## Your objective:
Would you return every entry, exactly as it is written?

──────── Provided data

//! In-memory stand-ins for the download engine, page inspector and link resolver

use std::collections::{HashSet, VecDeque};
use std::sync::Mutex;
use std::sync::atomic::{AtomicI64, AtomicU64, Ordering};

use async_trait::async_trait;
use collection_dl::{
    DownloadEngine, DownloadError, DownloadRequest, EngineDownloadId, EngineError, EngineState,
    EngineUpdate, LinkResolver, LinkResponse, MonitorId, PageInspector, ReadyCheck,
};
use tokio::sync::broadcast;

/// Every download this store serves is this large
pub const ARCHIVE_BYTES: u64 = 4_096;

/// Engine that finishes downloads immediately, failing those listed in
/// `failures` once each
pub struct FakeEngine {
    updates: broadcast::Sender<EngineUpdate>,
    next_id: AtomicI64,
    failures: Mutex<VecDeque<String>>,
    hang: bool,
    submitted: Mutex<Vec<DownloadRequest>>,
}

impl FakeEngine {
    pub fn new() -> Self {
        let (updates, _rx) = broadcast::channel(64);
        Self {
            updates,
            next_id: AtomicI64::new(1),
            failures: Mutex::new(VecDeque::new()),
            hang: false,
            submitted: Mutex::new(Vec::new()),
        }
    }

    /// Interrupt the next downloads with these reasons
    pub fn failing(reasons: &[&str]) -> Self {
        let engine = Self::new();
        engine
            .failures
            .lock()
            .unwrap()
            .extend(reasons.iter().map(|r| r.to_string()));
        engine
    }

    /// Never finish anything; downloads only end when cancelled
    pub fn hanging() -> Self {
        Self {
            hang: true,
            ..Self::new()
        }
    }

    pub fn submitted(&self) -> Vec<DownloadRequest> {
        self.submitted.lock().unwrap().clone()
    }

    fn publish(&self, id: EngineDownloadId, state: EngineState, bytes: u64, filename: Option<String>) {
        self.updates
            .send(EngineUpdate {
                id,
                state,
                bytes_received: bytes,
                total_bytes: ARCHIVE_BYTES,
                filename,
            })
            .ok();
    }
}

impl Default for FakeEngine {
    fn default() -> Self {
        Self::new()
    }
}

#[async_trait]
impl DownloadEngine for FakeEngine {
    async fn submit(&self, request: DownloadRequest) -> Result<EngineDownloadId, EngineError> {
        let id = EngineDownloadId(self.next_id.fetch_add(1, Ordering::SeqCst));
        let filename = format!("{}.zip", request.suggested_path);
        self.submitted.lock().unwrap().push(request);

        self.publish(id, EngineState::InProgress, ARCHIVE_BYTES / 4, None);
        if self.hang {
            return Ok(id);
        }

        let failure = self.failures.lock().unwrap().pop_front();
        match failure {
            Some(reason) => self.publish(
                id,
                EngineState::Interrupted { reason },
                ARCHIVE_BYTES / 4,
                None,
            ),
            None => self.publish(id, EngineState::Complete, ARCHIVE_BYTES, Some(filename)),
        }
        Ok(id)
    }

    fn subscribe(&self) -> broadcast::Receiver<EngineUpdate> {
        self.updates.subscribe()
    }

    async fn cancel(&self, id: EngineDownloadId) -> Result<(), EngineError> {
        self.publish(
            id,
            EngineState::Interrupted {
                reason: "USER_CANCELED".to_string(),
            },
            0,
            None,
        );
        Ok(())
    }
}

/// Inspector whose pages are ready on the first poll
#[derive(Default)]
pub struct FakeInspector {
    next_id: AtomicU64,
    open: Mutex<HashSet<u64>>,
}

impl FakeInspector {
    /// Monitoring contexts that were opened and never closed
    pub fn leaked(&self) -> usize {
        self.open.lock().unwrap().len()
    }
}

#[async_trait]
impl PageInspector for FakeInspector {
    async fn open(&self, _url: &str) -> Result<MonitorId, DownloadError> {
        let id = self.next_id.fetch_add(1, Ordering::SeqCst);
        self.open.lock().unwrap().insert(id);
        Ok(MonitorId(id))
    }

    async fn check_ready(&self, _monitor: MonitorId) -> Result<ReadyCheck, DownloadError> {
        Ok(ReadyCheck {
            ready: true,
            url: None,
            metadata: None,
        })
    }

    async fn close(&self, monitor: MonitorId) {
        self.open.lock().unwrap().remove(&monitor.0);
    }
}

/// Resolver that maps every purchase page to a link on the trusted CDN
#[derive(Default)]
pub struct FakeResolver {
    calls: AtomicU64,
}

impl FakeResolver {
    pub fn calls(&self) -> u64 {
        self.calls.load(Ordering::SeqCst)
    }
}

#[async_trait]
impl LinkResolver for FakeResolver {
    async fn resolve(&self, source_url: &str) -> Result<LinkResponse, DownloadError> {
        let n = self.calls.fetch_add(1, Ordering::SeqCst);
        // Every page needs one extra look before its link shows up
        if n % 2 == 0 {
            return Ok(LinkResponse::NotReady);
        }
        let slug = source_url.rsplit('/').next().unwrap_or_default();
        Ok(LinkResponse::Success {
            download_url: format!("https://p4.bcbits.com/download/album/{slug}"),
        })
    }
}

────────────────

## Solution:
//! In-memory stand-ins for the download engine, page inspector and link resolver

use std::collections::{HashSet, VecDeque};
use std::sync::Mutex;
use std::sync::atomic::{AtomicI64, AtomicU64, Ordering};

use async_trait::async_trait;
use collection_dl::{
    DownloadEngine, DownloadError, DownloadRequest, EngineDownloadId, EngineError, EngineState,
    EngineUpdate, LinkResolver, LinkResponse, MonitorId, PageInspector, ReadyCheck,
};
use tokio::sync::broadcast;

/// Every download this store serves is this large
pub const ARCHIVE_BYTES: u64 = 4_096;

/// Engine that finishes downloads immediately, failing those listed in
/// `failures` once each
pub struct FakeEngine {
    updates: broadcast::Sender<EngineUpdate>,
    next_id: AtomicI64,
    failures: Mutex<VecDeque<String>>,
    hang: bool,
    submitted: Mutex<Vec<DownloadRequest>>,
}

impl FakeEngine {
    pub fn new() -> Self {
        let (updates, _rx) = broadcast::channel(64);
        Self {
            updates,
            next_id: AtomicI64::new(1),
            failures: Mutex::new(VecDeque::new()),
            hang: false,
            submitted: Mutex::new(Vec::new()),
        }
    }

    /// Interrupt the next downloads with these reasons
    pub fn failing(reasons: &[&str]) -> Self {
        let engine = Self::new();
        engine
            .failures
            .lock()
            .unwrap()
            .extend(reasons.iter().map(|r| r.to_string()));
        engine
    }

    /// Never finish anything; downloads only end when cancelled
    pub fn hanging() -> Self {
        Self {
            hang: true,
            ..Self::new()
        }
    }

    pub fn submitted(&self) -> Vec<DownloadRequest> {
        self.submitted.lock().unwrap().clone()
    }

    fn publish(&self, id: EngineDownloadId, state: EngineState, bytes: u64, filename: Option<String>) {
        self.updates
            .send(EngineUpdate {
                id,
                state,
                bytes_received: bytes,
                total_bytes: ARCHIVE_BYTES,
                filename,
            })
            .ok();
    }
}

impl Default for FakeEngine {
    fn default() -> Self {
        Self::new()
    }
}

#[async_trait]
impl DownloadEngine for FakeEngine {
    async fn submit(&self, request: DownloadRequest) -> Result<EngineDownloadId, EngineError> {
        let id = EngineDownloadId(self.next_id.fetch_add(1, Ordering::SeqCst));
        let filename = format!("{}.zip", request.suggested_path);
        self.submitted.lock().unwrap().push(request);

        self.publish(id, EngineState::InProgress, ARCHIVE_BYTES / 4, None);
        if self.hang {
            return Ok(id);
        }

        let failure = self.failures.lock().unwrap().pop_front();
        match failure {
            Some(reason) => self.publish(
                id,
                EngineState::Interrupted { reason },
                ARCHIVE_BYTES / 4,
                None,
            ),
            None => self.publish(id, EngineState::Complete, ARCHIVE_BYTES, Some(filename)),
        }
        Ok(id)
    }

    fn subscribe(&self) -> broadcast::Receiver<EngineUpdate> {
        self.updates.subscribe()
    }

    async fn cancel(&self, id: EngineDownloadId) -> Result<(), EngineError> {
        self.publish(
            id,
            EngineState::Interrupted {
                reason: "USER_CANCELED".to_string(),
            },
            0,
            None,
        );
        Ok(())
    }
}

/// Inspector whose pages are ready on the first poll
#[derive(Default)]
pub struct FakeInspector {
    next_id: AtomicU64,
    open: Mutex<HashSet<u64>>,
}

impl FakeInspector {
    /// Monitoring contexts that were opened and never closed
    pub fn leaked(&self) -> usize {
        self.open.lock().unwrap().len()
    }
}

#[async_trait]
impl PageInspector for FakeInspector {
    async fn open(&self, _url: &str) -> Result<MonitorId, DownloadError> {
        let id = self.next_id.fetch_add(1, Ordering::SeqCst);
        self.open.lock().unwrap().insert(id);
        Ok(MonitorId(id))
    }

    async fn check_ready(&self, _monitor: MonitorId) -> Result<ReadyCheck, DownloadError> {
        Ok(ReadyCheck {
            ready: true,
            url: None,
            metadata: None,
        })
    }

    async fn close(&self, monitor: MonitorId) {
        self.open.lock().unwrap().remove(&monitor.0);
    }
}

/// Resolver that maps every purchase page to a link on the trusted CDN
#[derive(Default)]
pub struct FakeResolver {
    calls: AtomicU64,
}

impl FakeResolver {
    pub fn calls(&self) -> u64 {
        self.calls.load(Ordering::SeqCst)
    }
}

#[async_trait]
impl LinkResolver for FakeResolver {
    async fn resolve(&self, source_url: &str) -> Result<LinkResponse, DownloadError> {
        let n = self.calls.fetch_add(1, Ordering::SeqCst);
        // Every page needs one extra look before its link shows up
        if n % 2 == 0 {
            return Ok(LinkResponse::NotReady);
        }
        let slug = source_url.rsplit('/').next().unwrap_or_default();
        Ok(LinkResponse::Success {
            download_url: format!("https://p4.bcbits.com/download/album/{slug}"),
        })
    }
}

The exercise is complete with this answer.